Disruption abounds, but will it matter to the markets?

For the past year, I’ve been talking about disruption as a key theme for the markets and economy. During the past week – with the shutdown of the U.S. government, continued efforts to form a coalition in Germany, and an Olympic agreement coming out of the Korean peninsula – it’s become clear that the theme of disruption remains front and center. Particularly geopolitical disruption.

The U.S. government shuts down – will stocks react?

As I write this, the U.S. is experiencing a government shutdown, but there are reports that a short-term spending bill may be approved shortly to fund the government through February 8. Shutdowns have become a fairly common phenomenon in America. There have been 18 government shutdowns of varying lengths spanning every presidency since Gerald Ford – with the exception of George W. Bush. While the longest shutdown was 21 days (which occurred during the presidency of Bill Clinton), most are much shorter. The most shutdowns occurred during the presidency of Ronald Reagan – he presided over a grand total of eight.

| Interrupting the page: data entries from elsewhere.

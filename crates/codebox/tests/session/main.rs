//! Session tests against an in-memory container runtime
//!
//! These run without Docker: [`fake_runtime::FakeRuntime`] records every
//! runtime call so tests can assert on ordering and cleanup.

use std::sync::Arc;

use codebox::{ContainerRuntime, Language, Session, SessionConfig};

use crate::fake_runtime::FakeRuntime;

mod fake_runtime;

pub(crate) const PYTHON_IMAGE: &str = "python:3.9.19-bullseye";

/// Shared handle to the fake as a trait object
pub(crate) fn runtime(fake: &Arc<FakeRuntime>) -> Arc<dyn ContainerRuntime> {
    fake.clone()
}

/// Create a session with default settings for `language`
pub(crate) fn session(fake: &Arc<FakeRuntime>, language: Language) -> Session {
    Session::new(runtime(fake), SessionConfig::new(language).with_verbose(false))
        .expect("Failed to create session")
}

/// Create and open a session with default settings for `language`
pub(crate) async fn open_session(fake: &Arc<FakeRuntime>, language: Language) -> Session {
    let mut session = session(fake, language);
    session.open().await.expect("Failed to open session");
    session
}
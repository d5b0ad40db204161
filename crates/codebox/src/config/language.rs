use std::fmt;
use std::str::FromStr;

use serde::{Deserialize, Serialize};

use crate::config::ConfigError;
use crate::runtime::shell_quote;

/// Directory code is placed in when a profile does not need its own
pub const DEFAULT_WORKDIR: &str = "/tmp";

/// Base name of the materialized source file, without extension
const SOURCE_STEM: &str = "code";

/// A supported programming language
#[derive(Debug, Clone, Copy, PartialEq, Eq, Hash, PartialOrd, Ord, Serialize, Deserialize)]
#[serde(rename_all = "lowercase")]
pub enum Language {
    Python,
    Java,
    JavaScript,
    Cpp,
    Go,
    Ruby,
}

impl Language {
    /// Every supported language, in display order
    pub const ALL: [Language; 6] = [
        Language::Python,
        Language::Java,
        Language::JavaScript,
        Language::Cpp,
        Language::Go,
        Language::Ruby,
    ];

    /// Canonical lowercase identifier (e.g., "cpp")
    pub fn as_str(self) -> &'static str {
        match self {
            Language::Python => "python",
            Language::Java => "java",
            Language::JavaScript => "javascript",
            Language::Cpp => "cpp",
            Language::Go => "go",
            Language::Ruby => "ruby",
        }
    }

    /// Build and run policy for this language
    pub fn profile(self) -> &'static LanguageProfile {
        match self {
            Language::Python => &PYTHON,
            Language::Java => &JAVA,
            Language::JavaScript => &JAVASCRIPT,
            Language::Cpp => &CPP,
            Language::Go => &GO,
            Language::Ruby => &RUBY,
        }
    }
}

/// Comma-separated list of canonical language identifiers
pub(crate) fn supported_names() -> String {
    Language::ALL
        .iter()
        .map(|lang| lang.as_str())
        .collect::<Vec<_>>()
        .join(", ")
}

impl FromStr for Language {
    type Err = ConfigError;

    fn from_str(s: &str) -> Result<Self, Self::Err> {
        match s.trim().to_ascii_lowercase().as_str() {
            "python" | "python3" | "py" => Ok(Language::Python),
            "java" => Ok(Language::Java),
            "javascript" | "js" | "node" => Ok(Language::JavaScript),
            "cpp" | "c++" => Ok(Language::Cpp),
            "go" | "golang" => Ok(Language::Go),
            "ruby" | "rb" => Ok(Language::Ruby),
            _ => Err(ConfigError::UnsupportedLanguage(s.to_owned())),
        }
    }
}

impl fmt::Display for Language {
    fn fmt(&self, f: &mut fmt::Formatter<'_>) -> fmt::Result {
        f.write_str(self.as_str())
    }
}

/// Compilation step of a profile
#[derive(Debug, Clone, Copy, PartialEq, Eq)]
pub struct CompileTemplate {
    /// Shell command with placeholders
    /// Placeholders: {source}, {binary}
    pub command: &'static str,

    /// Output binary name, placed in the profile's working directory
    pub binary: &'static str,
}

/// Static per-language policy: where code goes and how it is built and run
///
/// Command templates are shell strings. `{source}` expands to the source path
/// inside the container, `{binary}` to the compiled binary path and
/// `{libraries}` to the quoted, space-separated library list.
#[derive(Debug, Clone, Copy, PartialEq, Eq)]
pub struct LanguageProfile {
    /// Human-readable name (e.g., "C++")
    pub name: &'static str,

    /// File extension without dot
    pub extension: &'static str,

    /// Image used when a session names neither an image nor a dockerfile
    pub default_image: &'static str,

    /// Directory inside the container that holds the code and runs commands
    pub workdir: &'static str,

    /// Command preparing the working directory for library installation
    pub setup: Option<&'static str>,

    /// Library installation template (None when installation is unsupported)
    pub install: Option<&'static str>,

    /// Compilation step (None for interpreted languages)
    pub compile: Option<CompileTemplate>,

    /// Run commands, executed in order
    pub run: &'static [&'static str],
}

const PYTHON: LanguageProfile = LanguageProfile {
    name: "Python",
    extension: "py",
    default_image: "python:3.9.19-bullseye",
    workdir: DEFAULT_WORKDIR,
    setup: None,
    install: Some("pip install {libraries}"),
    compile: None,
    run: &["python {source}"],
};

// Java images ship without a package manager we can drive non-interactively
const JAVA: LanguageProfile = LanguageProfile {
    name: "Java",
    extension: "java",
    default_image: "openjdk:11.0.12-jdk-bullseye",
    workdir: DEFAULT_WORKDIR,
    setup: None,
    install: None,
    compile: None,
    run: &["java {source}"],
};

const JAVASCRIPT: LanguageProfile = LanguageProfile {
    name: "JavaScript",
    extension: "js",
    default_image: "node:22-bullseye",
    workdir: DEFAULT_WORKDIR,
    setup: None,
    install: Some("yarn add {libraries}"),
    compile: None,
    run: &["node {source}"],
};

const CPP: LanguageProfile = LanguageProfile {
    name: "C++",
    extension: "cpp",
    default_image: "gcc:11.2.0-bullseye",
    workdir: DEFAULT_WORKDIR,
    setup: None,
    install: Some("apt-get update && apt-get install -y {libraries}"),
    compile: Some(CompileTemplate {
        command: "g++ -o {binary} {source}",
        binary: "a.out",
    }),
    run: &["{binary}"],
};

// `go get` needs a module, so Go code lives in its own module directory
const GO: LanguageProfile = LanguageProfile {
    name: "Go",
    extension: "go",
    default_image: "golang:1.17.0-bullseye",
    workdir: "/example",
    setup: Some("test -f go.mod || go mod init example"),
    install: Some("go get {libraries}"),
    compile: None,
    run: &["go run {source}"],
};

const RUBY: LanguageProfile = LanguageProfile {
    name: "Ruby",
    extension: "rb",
    default_image: "ruby:3.0.2-bullseye",
    workdir: DEFAULT_WORKDIR,
    setup: None,
    install: Some("gem install {libraries}"),
    compile: None,
    run: &["ruby {source}"],
};

impl LanguageProfile {
    /// Check if the language has a compilation step
    pub fn is_compiled(&self) -> bool {
        self.compile.is_some()
    }

    /// Check if libraries can be installed for this language
    pub fn supports_install(&self) -> bool {
        self.install.is_some()
    }

    /// File name of the materialized source (e.g., "code.py")
    pub fn source_name(&self) -> String {
        format!("{SOURCE_STEM}.{}", self.extension)
    }

    /// Path of the source file inside the container
    pub fn source_path(&self) -> String {
        join_path(self.workdir, &self.source_name())
    }

    /// Path of the compiled binary inside the container
    pub fn binary_path(&self) -> Option<String> {
        self.compile
            .as_ref()
            .map(|compile| join_path(self.workdir, compile.binary))
    }

    /// Installation command for the given libraries
    ///
    /// Returns `None` when the language does not support installation.
    pub fn install_command(&self, libraries: &[&str]) -> Option<String> {
        let template = self.install?;
        let libraries = libraries
            .iter()
            .map(|lib| shell_quote(lib))
            .collect::<Vec<_>>()
            .join(" ");
        Some(template.replace("{libraries}", &libraries))
    }

    /// Expanded compile command
    pub fn compile_command(&self) -> Option<String> {
        let compile = self.compile.as_ref()?;
        Some(self.expand(compile.command))
    }

    /// Expanded run commands, in execution order
    pub fn run_commands(&self) -> Vec<String> {
        self.run.iter().map(|template| self.expand(template)).collect()
    }

    fn expand(&self, template: &str) -> String {
        let binary = self.binary_path().unwrap_or_default();
        Self::expand_command(template, &self.source_path(), &binary)
    }

    /// Expand placeholders in the given command
    pub fn expand_command(command: &str, source: &str, binary: &str) -> String {
        command
            .replace("{source}", source)
            .replace("{binary}", binary)
    }
}

fn join_path(dir: &str, name: &str) -> String {
    format!("{}/{name}", dir.trim_end_matches('/'))
}
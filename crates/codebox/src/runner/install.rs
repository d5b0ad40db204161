//! Library installation step

use tracing::{debug, instrument};

use crate::config::LanguageProfile;
use crate::runner::run_step;
use crate::session::{Session, SessionError};
use crate::types::Stage;

/// Install libraries with the language's package manager
///
/// Runs the profile's setup command first (e.g., creating a Go module in the
/// working directory).
#[instrument(skip(session, profile), fields(language = profile.name))]
pub(super) async fn install_libraries(
    session: &mut Session,
    profile: &LanguageProfile,
    libraries: &[&str],
) -> Result<(), SessionError> {
    let command = profile
        .install_command(libraries)
        .ok_or(SessionError::Unsupported(session.language()))?;

    session.ensure_directory(profile.workdir, Stage::Setup).await?;
    if let Some(setup) = profile.setup {
        run_step(session, Stage::Setup, setup, profile.workdir).await?;
    }

    progress!(session.verbose(), ?libraries, "installing libraries");
    let output = run_step(session, Stage::Install, &command, profile.workdir).await?;
    debug!(len = output.text.len(), "libraries installed");
    Ok(())
}
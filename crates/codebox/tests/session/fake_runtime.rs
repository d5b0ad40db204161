//! In-memory container runtime
//!
//! Records every call and emulates just enough of a container: a file map,
//! a directory set, `test -d`/`mkdir -p`, and scripted command results.

use std::collections::{BTreeMap, BTreeSet, HashMap};
use std::io::Read;
use std::path::{Path, PathBuf};
use std::sync::{Arc, Mutex};

use async_trait::async_trait;
use codebox::runtime::{ContainerSummary, ExecRequest, ExecStream};
use codebox::{ContainerRuntime, ImageInfo, RuntimeError};
use futures::{StreamExt, stream};
use tar::{Archive, Builder, EntryType, Header};

/// A runtime call, in the order it was made
#[derive(Debug, Clone, PartialEq, Eq)]
pub enum Call {
    ImageExists(String),
    GetImage(String),
    Pull(String),
    Build { dockerfile: PathBuf, tag: String },
    RemoveImage(String),
    RunContainer(String),
    Commit { container: String, reference: String },
    RemoveContainer(String),
    ListContainers,
    Exec { command: String, workdir: Option<String> },
    GetArchive(String),
    PutArchive { directory: String },
}

#[derive(Debug, Clone)]
struct Rule {
    pattern: String,
    output: String,
    exit_code: i64,
    hang: bool,
}

#[derive(Debug)]
struct Container {
    image_id: String,
    files: BTreeMap<String, Vec<u8>>,
    dirs: BTreeSet<String>,
}

#[derive(Debug, Default)]
struct State {
    images: BTreeMap<String, ImageInfo>,
    containers: BTreeMap<String, Container>,
    rules: Vec<Rule>,
    exit_codes: HashMap<String, Option<i64>>,
    pull_aliases: HashMap<String, String>,
    calls: Vec<Call>,
    fail_run_container: bool,
    next_id: u64,
}

#[derive(Debug, Default)]
pub struct FakeRuntime {
    state: Mutex<State>,
}

impl FakeRuntime {
    pub fn new() -> Arc<Self> {
        Arc::new(Self::default())
    }

    /// Make an image available locally
    pub fn add_image(&self, reference: &str) -> ImageInfo {
        let image = image_info(reference);
        self.state
            .lock()
            .unwrap()
            .images
            .insert(reference.to_string(), image.clone());
        image
    }

    /// Script the result of commands containing `pattern` (first match wins)
    pub fn on_command(&self, pattern: &str, output: &str, exit_code: i64) {
        self.state.lock().unwrap().rules.push(Rule {
            pattern: pattern.to_string(),
            output: output.to_string(),
            exit_code,
            hang: false,
        });
    }

    /// Commands containing `pattern` print `output` and never finish
    pub fn hang_on(&self, pattern: &str, output: &str) {
        self.state.lock().unwrap().rules.push(Rule {
            pattern: pattern.to_string(),
            output: output.to_string(),
            exit_code: 0,
            hang: true,
        });
    }

    /// Pulling `reference` yields an image already tagged `alias` locally
    pub fn alias_on_pull(&self, reference: &str, alias: &str) {
        self.state
            .lock()
            .unwrap()
            .pull_aliases
            .insert(reference.to_string(), alias.to_string());
    }

    pub fn fail_run_container(&self) {
        self.state.lock().unwrap().fail_run_container = true;
    }

    pub fn calls(&self) -> Vec<Call> {
        self.state.lock().unwrap().calls.clone()
    }

    pub fn clear_calls(&self) {
        self.state.lock().unwrap().calls.clear();
    }

    /// Shell commands executed so far
    pub fn executed(&self) -> Vec<String> {
        self.calls()
            .into_iter()
            .filter_map(|call| match call {
                Call::Exec { command, .. } => Some(command),
                _ => None,
            })
            .collect()
    }

    /// Number of calls matching `predicate`
    pub fn count(&self, predicate: impl Fn(&Call) -> bool) -> usize {
        self.calls().iter().filter(|call| predicate(*call)).count()
    }

    /// Index of the first call matching `predicate`
    pub fn position(&self, predicate: impl Fn(&Call) -> bool) -> Option<usize> {
        self.calls().iter().position(predicate)
    }

    pub fn has_image(&self, reference: &str) -> bool {
        self.state.lock().unwrap().images.contains_key(reference)
    }

    pub fn container_count(&self) -> usize {
        self.state.lock().unwrap().containers.len()
    }

    /// Content of a file in any container
    pub fn file(&self, path: &str) -> Option<Vec<u8>> {
        let state = self.state.lock().unwrap();
        state
            .containers
            .values()
            .find_map(|container| container.files.get(path).cloned())
    }

    /// Place a file directly in every running container
    pub fn seed_file(&self, path: &str, content: &[u8]) {
        let mut state = self.state.lock().unwrap();
        for container in state.containers.values_mut() {
            container.files.insert(path.to_string(), content.to_vec());
        }
    }

    fn record(&self, call: Call) {
        self.state.lock().unwrap().calls.push(call);
    }
}

fn image_info(reference: &str) -> ImageInfo {
    ImageInfo {
        id: format!("sha256:{reference}"),
        tags: vec![reference.to_string()],
    }
}

fn join(directory: &str, name: &str) -> String {
    format!("{}/{}", directory.trim_end_matches('/'), name)
}

fn unquote(word: &str) -> String {
    word.trim()
        .strip_prefix('\'')
        .and_then(|word| word.strip_suffix('\''))
        .unwrap_or(word.trim())
        .to_string()
}

fn base_name(path: &str) -> &str {
    path.trim_end_matches('/').rsplit('/').next().unwrap_or(path)
}

#[async_trait]
impl ContainerRuntime for FakeRuntime {
    async fn image_exists(&self, reference: &str) -> Result<bool, RuntimeError> {
        self.record(Call::ImageExists(reference.to_string()));
        Ok(self.has_image(reference))
    }

    async fn get_image(&self, reference: &str) -> Result<ImageInfo, RuntimeError> {
        self.record(Call::GetImage(reference.to_string()));
        self.state
            .lock()
            .unwrap()
            .images
            .get(reference)
            .cloned()
            .ok_or_else(|| RuntimeError::ImageNotFound(reference.to_string()))
    }

    async fn pull_image(&self, reference: &str) -> Result<ImageInfo, RuntimeError> {
        self.record(Call::Pull(reference.to_string()));
        let mut state = self.state.lock().unwrap();
        let image = match state.pull_aliases.get(reference).cloned() {
            Some(alias) => {
                let image = ImageInfo {
                    id: format!("sha256:{alias}"),
                    tags: vec![reference.to_string(), alias.clone()],
                };
                state.images.insert(alias, image.clone());
                image
            }
            None => image_info(reference),
        };
        state.images.insert(reference.to_string(), image.clone());
        Ok(image)
    }

    async fn build_image(&self, dockerfile: &Path, tag: &str) -> Result<ImageInfo, RuntimeError> {
        self.record(Call::Build {
            dockerfile: dockerfile.to_path_buf(),
            tag: tag.to_string(),
        });
        if !dockerfile.is_file() {
            return Err(RuntimeError::BuildFailed(format!(
                "cannot read {}",
                dockerfile.display()
            )));
        }
        Ok(self.add_image(tag))
    }

    async fn remove_image(&self, reference: &str) -> Result<(), RuntimeError> {
        self.record(Call::RemoveImage(reference.to_string()));
        self.state
            .lock()
            .unwrap()
            .images
            .remove(reference)
            .map(|_| ())
            .ok_or_else(|| RuntimeError::ImageNotFound(reference.to_string()))
    }

    async fn run_container(&self, image: &str) -> Result<String, RuntimeError> {
        self.record(Call::RunContainer(image.to_string()));
        let mut state = self.state.lock().unwrap();
        if state.fail_run_container {
            return Err(RuntimeError::ContainerNotFound("unstarted".to_string()));
        }
        let image_id = state
            .images
            .get(image)
            .map(|image| image.id.clone())
            .ok_or_else(|| RuntimeError::ImageNotFound(image.to_string()))?;

        state.next_id += 1;
        let id = format!("{:064x}", state.next_id);
        let dirs = ["/", "/tmp"].into_iter().map(String::from).collect();
        state.containers.insert(
            id.clone(),
            Container {
                image_id,
                files: BTreeMap::new(),
                dirs,
            },
        );
        Ok(id)
    }

    async fn commit_container(&self, container: &str, reference: &str) -> Result<(), RuntimeError> {
        self.record(Call::Commit {
            container: container.to_string(),
            reference: reference.to_string(),
        });
        let mut state = self.state.lock().unwrap();
        if !state.containers.contains_key(container) {
            return Err(RuntimeError::ContainerNotFound(container.to_string()));
        }
        state
            .images
            .entry(reference.to_string())
            .or_insert_with(|| image_info(reference));
        Ok(())
    }

    async fn remove_container(&self, container: &str) -> Result<(), RuntimeError> {
        self.record(Call::RemoveContainer(container.to_string()));
        self.state
            .lock()
            .unwrap()
            .containers
            .remove(container)
            .map(|_| ())
            .ok_or_else(|| RuntimeError::ContainerNotFound(container.to_string()))
    }

    async fn list_containers(&self) -> Result<Vec<ContainerSummary>, RuntimeError> {
        self.record(Call::ListContainers);
        let state = self.state.lock().unwrap();
        Ok(state
            .containers
            .iter()
            .map(|(id, container)| ContainerSummary {
                id: id.clone(),
                image_id: container.image_id.clone(),
            })
            .collect())
    }

    async fn exec(&self, container: &str, request: ExecRequest) -> Result<ExecStream, RuntimeError> {
        let command = request
            .shell_command()
            .map(str::to_string)
            .unwrap_or_else(|| request.command.join(" "));
        self.record(Call::Exec {
            command: command.clone(),
            workdir: request.workdir.clone(),
        });

        let mut state = self.state.lock().unwrap();
        state.next_id += 1;
        let exec_id = format!("exec-{}", state.next_id);
        let rule = state
            .rules
            .iter()
            .find(|rule| command.contains(&rule.pattern))
            .cloned();
        let target = state
            .containers
            .get_mut(container)
            .ok_or_else(|| RuntimeError::ContainerNotFound(container.to_string()))?;

        let (output, exit_code, hang) = if let Some(dir) = command.strip_prefix("test -d ") {
            let exists = target.dirs.contains(&unquote(dir));
            (String::new(), if exists { 0 } else { 1 }, false)
        } else if let Some(dir) = command.strip_prefix("mkdir -p ") {
            let mut path = String::new();
            for part in unquote(dir).split('/').filter(|part| !part.is_empty()) {
                path = format!("{path}/{part}");
                target.dirs.insert(path.clone());
            }
            (String::new(), 0, false)
        } else if let Some(rule) = rule {
            (rule.output, rule.exit_code, rule.hang)
        } else {
            (String::new(), 0, false)
        };

        state.exit_codes.insert(exec_id.clone(), Some(exit_code));

        // Split output in two chunks to exercise concatenation
        let bytes = output.into_bytes();
        let middle = bytes.len() / 2;
        let chunks: Vec<Result<Vec<u8>, RuntimeError>> = [&bytes[..middle], &bytes[middle..]]
            .into_iter()
            .filter(|chunk| !chunk.is_empty())
            .map(|chunk| Ok(chunk.to_vec()))
            .collect();
        let output = if hang {
            stream::iter(chunks).chain(stream::pending()).boxed()
        } else {
            stream::iter(chunks).boxed()
        };

        Ok(ExecStream {
            id: exec_id,
            output,
        })
    }

    async fn exec_exit_code(&self, exec_id: &str) -> Result<Option<i64>, RuntimeError> {
        Ok(self
            .state
            .lock()
            .unwrap()
            .exit_codes
            .get(exec_id)
            .copied()
            .flatten())
    }

    async fn get_archive(&self, container: &str, path: &str) -> Result<Option<Vec<u8>>, RuntimeError> {
        self.record(Call::GetArchive(path.to_string()));
        let state = self.state.lock().unwrap();
        let target = state
            .containers
            .get(container)
            .ok_or_else(|| RuntimeError::ContainerNotFound(container.to_string()))?;

        let root = base_name(path);
        let mut builder = Builder::new(Vec::new());
        if let Some(content) = target.files.get(path) {
            append_file(&mut builder, root, content);
        } else if target.dirs.contains(path) {
            append_dir(&mut builder, root);
            let prefix = format!("{}/", path.trim_end_matches('/'));
            for (file, content) in &target.files {
                if let Some(relative) = file.strip_prefix(&prefix) {
                    append_file(&mut builder, &format!("{root}/{relative}"), content);
                }
            }
        } else {
            return Ok(None);
        }
        Ok(Some(builder.into_inner().unwrap()))
    }

    async fn put_archive(
        &self,
        container: &str,
        directory: &str,
        archive: Vec<u8>,
    ) -> Result<(), RuntimeError> {
        self.record(Call::PutArchive {
            directory: directory.to_string(),
        });
        let mut state = self.state.lock().unwrap();
        let target = state
            .containers
            .get_mut(container)
            .ok_or_else(|| RuntimeError::ContainerNotFound(container.to_string()))?;
        if !target.dirs.contains(directory) {
            return Err(RuntimeError::InvalidPath(directory.to_string()));
        }

        let mut archive = Archive::new(archive.as_slice());
        for entry in archive.entries()? {
            let mut entry = entry?;
            let name = entry.path()?.display().to_string();
            let path = join(directory, name.trim_end_matches('/'));
            if entry.header().entry_type() == EntryType::Directory {
                target.dirs.insert(path);
            } else {
                let mut content = Vec::new();
                entry.read_to_end(&mut content)?;
                target.files.insert(path, content);
            }
        }
        Ok(())
    }
}

fn append_file(builder: &mut Builder<Vec<u8>>, name: &str, content: &[u8]) {
    let mut header = Header::new_gnu();
    header.set_entry_type(EntryType::Regular);
    header.set_size(content.len() as u64);
    header.set_mode(0o644);
    builder.append_data(&mut header, name, content).unwrap();
}

fn append_dir(builder: &mut Builder<Vec<u8>>, name: &str) {
    let mut header = Header::new_gnu();
    header.set_entry_type(EntryType::Directory);
    header.set_size(0);
    header.set_mode(0o755);
    builder
        .append_data(&mut header, format!("{name}/"), std::io::empty())
        .unwrap();
}
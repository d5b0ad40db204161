use std::fmt;

/// Output of a command run inside a session container
#[derive(Debug, Clone, Default, PartialEq, Eq)]
pub struct ConsoleOutput {
    /// Interleaved stdout and stderr, decoded as UTF-8 (lossy)
    pub text: String,

    /// Exit code reported by the runtime, if the command finished
    pub exit_code: Option<i64>,
}

impl ConsoleOutput {
    pub fn new(text: impl Into<String>, exit_code: Option<i64>) -> Self {
        Self {
            text: text.into(),
            exit_code,
        }
    }

    /// Check if the command exited with code 0
    #[must_use]
    pub fn is_success(&self) -> bool {
        self.exit_code == Some(0)
    }

    pub fn text(&self) -> &str {
        &self.text
    }
}

impl fmt::Display for ConsoleOutput {
    fn fmt(&self, f: &mut fmt::Formatter<'_>) -> fmt::Result {
        f.write_str(&self.text)
    }
}

/// Step of a run that issued a failing command
#[derive(Debug, Clone, Copy, PartialEq, Eq)]
pub enum Stage {
    /// Preparing the language working directory
    Setup,
    /// Installing libraries
    Install,
    /// Preparing a destination directory for a file copy
    Transfer,
    /// Compiling the source
    Compile,
    /// Running the program
    Run,
}

impl fmt::Display for Stage {
    fn fmt(&self, f: &mut fmt::Formatter<'_>) -> fmt::Result {
        let name = match self {
            Stage::Setup => "setup",
            Stage::Install => "install",
            Stage::Transfer => "transfer",
            Stage::Compile => "compile",
            Stage::Run => "run",
        };
        f.write_str(name)
    }
}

Government shutdowns suggest a high level of political dysfunction but, like most geopolitical risks, typically have little in the way of lasting impact on financial markets. In fact, based on my review of stock market performance during past shutdowns, it seems that markets are becoming de-sensitized to this particular brand of disruption as investors become increasingly familiar with the process of closing and reopening the government. Stocks typically fell during shutdowns in the 1970s and 1980s, but they were typically flat or moved higher during more recent shutdown periods. While the current shutdown is unusual in that one party controls both the executive and legislative branches of government, I still expect it to be rather toothless – i.e., it should have no lasting impact on the stock market.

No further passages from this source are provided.